When I woke up at 3am, it had 380 notes.  (Look, the little notifications kept lighting up my phone’s screen, of course I was going to peek!)  Right now, it’s 583.

I always meant to post it here eventually, just for the sake of archiving, but also to correct the typo now spreading like a virus through the world.  In terms of wacky history adventures, it’s probably the spiritual cousin of this post.

Sophia, holding the regalia of the Tsar.  This made the actual Tsar (one of them) a bit cross.

Sophia, holding the regalia of the Tsar. This made the actual Tsar (one of them) a bit cross.

Every now and then — okay, it usually involves a Wikipedia binge — I come across a portrait of some historical figure that’s just so arresting that I have to stop and gape. (I have been resisting the urge to make a whole separate Tumblr for it.)

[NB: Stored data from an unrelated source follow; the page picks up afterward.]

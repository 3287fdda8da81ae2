use std::sync::Arc;

use clap::Parser;
use tracing::{info, warn};

use trafficgen::args::CliArgs;
use trafficgen::config::load_jobs;
use trafficgen::entropy::Entropy;
use trafficgen::error::AppResult;
use trafficgen::http::JobEnv;
use trafficgen::logger::init_logging;
use trafficgen::metrics::{MetricsRegistry, MetricsSink, spawn_stats_reporter};
use trafficgen::runner::run_jobs;
use trafficgen::shutdown::{setup_signal_shutdown_handler, shutdown_channel};

pub(crate) fn run() -> AppResult<()> {
    let args = CliArgs::parse();

    init_logging(args.verbose);

    let runtime = tokio::runtime::Builder::new_multi_thread()
        .enable_all()
        .build()?;

    runtime.block_on(run_async(args))
}

async fn run_async(args: CliArgs) -> AppResult<()> {
    let jobs = load_jobs(args.config.as_deref())?;
    let entropy = args
        .seed
        .map_or_else(Entropy::from_os, Entropy::from_seed);
    let registry = Arc::new(MetricsRegistry::new());

    let (shutdown_tx, _) = shutdown_channel();
    let signal_handle = setup_signal_shutdown_handler(&shutdown_tx);
    let reporter = spawn_stats_reporter(Arc::clone(&registry), args.report_interval, &shutdown_tx);

    let env = JobEnv {
        metrics: registry as Arc<dyn MetricsSink>,
        entropy: Arc::new(entropy),
        debug: args.verbose,
    };
    let summary = run_jobs(&jobs, &env, &shutdown_tx).await;

    drop(shutdown_tx.send(()));
    signal_handle.await?;
    reporter.await?;

    if summary.failed > 0 || summary.panicked > 0 {
        warn!(
            "{} job instance(s) failed and {} panicked",
            summary.failed, summary.panicked
        );
    }
    info!(
        "All jobs done: {} instance(s) finished, {} iterations",
        summary.finished, summary.iterations
    );
    Ok(())
}
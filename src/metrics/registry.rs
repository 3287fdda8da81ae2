use std::collections::BTreeMap;
use std::sync::{Mutex, PoisonError};

use super::{HttpKey, HttpOutcome, StreamId};

/// Receiver of per-iteration accounting from the request loop.
pub trait MetricsSink: Send + Sync {
    fn add_traffic(&self, stream: &StreamId, bytes: u64);
    fn inc_http(&self, host: &str, method: &str, outcome: HttpOutcome);
}

#[derive(Debug, Default)]
struct RegistryState {
    traffic: BTreeMap<StreamId, u64>,
    http: BTreeMap<HttpKey, u64>,
}

/// In-process metrics store shared by every job.
#[derive(Debug, Default)]
pub struct MetricsRegistry {
    state: Mutex<RegistryState>,
}

/// Point-in-time totals of a [`MetricsRegistry`].
#[derive(Debug, Clone, Default, PartialEq, Eq)]
pub struct MetricsSnapshot {
    pub bytes: u64,
    pub successful_requests: u64,
    pub failed_requests: u64,
    pub streams: usize,
}

impl MetricsRegistry {
    #[must_use]
    pub fn new() -> Self {
        Self::default()
    }

    #[must_use]
    pub fn traffic(&self, stream: &StreamId) -> u64 {
        self.with_state(|state| state.traffic.get(stream).copied().unwrap_or(0))
    }

    #[must_use]
    pub fn http_count(&self, host: &str, method: &str, outcome: HttpOutcome) -> u64 {
        let key = HttpKey {
            host: host.to_owned(),
            method: method.to_owned(),
            outcome,
        };
        self.with_state(|state| state.http.get(&key).copied().unwrap_or(0))
    }

    /// Copy of every per-request counter, ordered by label.
    #[must_use]
    pub fn http_counters(&self) -> Vec<(HttpKey, u64)> {
        self.with_state(|state| {
            state
                .http
                .iter()
                .map(|(key, count)| (key.clone(), *count))
                .collect()
        })
    }

    #[must_use]
    pub fn snapshot(&self) -> MetricsSnapshot {
        self.with_state(|state| {
            let mut snapshot = MetricsSnapshot {
                bytes: state
                    .traffic
                    .values()
                    .fold(0_u64, |acc, bytes| acc.saturating_add(*bytes)),
                streams: state.traffic.len(),
                ..MetricsSnapshot::default()
            };
            for (key, count) in &state.http {
                let slot = match key.outcome {
                    HttpOutcome::Success => &mut snapshot.successful_requests,
                    HttpOutcome::Fail => &mut snapshot.failed_requests,
                };
                *slot = slot.saturating_add(*count);
            }
            snapshot
        })
    }

    fn with_state<T>(&self, f: impl FnOnce(&mut RegistryState) -> T) -> T {
        let mut guard = self.state.lock().unwrap_or_else(PoisonError::into_inner);
        f(&mut guard)
    }
}

impl MetricsSink for MetricsRegistry {
    fn add_traffic(&self, stream: &StreamId, bytes: u64) {
        self.with_state(|state| {
            let total = state.traffic.entry(stream.clone()).or_insert(0);
            *total = total.saturating_add(bytes);
        });
    }

    fn inc_http(&self, host: &str, method: &str, outcome: HttpOutcome) {
        let key = HttpKey {
            host: host.to_owned(),
            method: method.to_owned(),
            outcome,
        };
        self.with_state(|state| {
            let count = state.http.entry(key).or_insert(0);
            *count = count.saturating_add(1);
        });
    }
}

This cranky lady is the Tsaritsa Sophia Alekseyevna of Russia (1657 – 1704). She was the daughter of Tsar Alexis I, and served as regent of Russia for seven years.

The mere fact that we know her name and have her portrait is unusual, because in Sophia’s time, the Tsar’s daughters were kept secluded from, well, everyone. They were of such high rank that it was unthinkable for them to marry a mere Russian aristocrat, but it was equally impossible for them to marry outside the Russian Orthodox faith. So they spent their lives in the palace, and were heavily veiled and guarded when they went out in public. Most weren’t educated, although in this era, the majority of Russian aristocrats were illiterate, so that wasn’t just ye olde sexism.

Sophia rebelled against these restrictions from a young age. She demanded to be given the same classical education as her brother, Feodor. Their father, who seems to have been pretty reasonable for a guy with the title of “autocrat”, agreed. Thus Sophia was one of the most highly educated people in Russia, and probably one of the most educated women in Europe.

When Sophia was 19, her father died at the early age of 46. He left three male heirs: Feodor and Ivan, both of whom were disabled, and, by his second wife, Peter, who was not. History remembers Peter as “Peter the Great”, so, spoilers, Feodor and Ivan aren’t long for this world.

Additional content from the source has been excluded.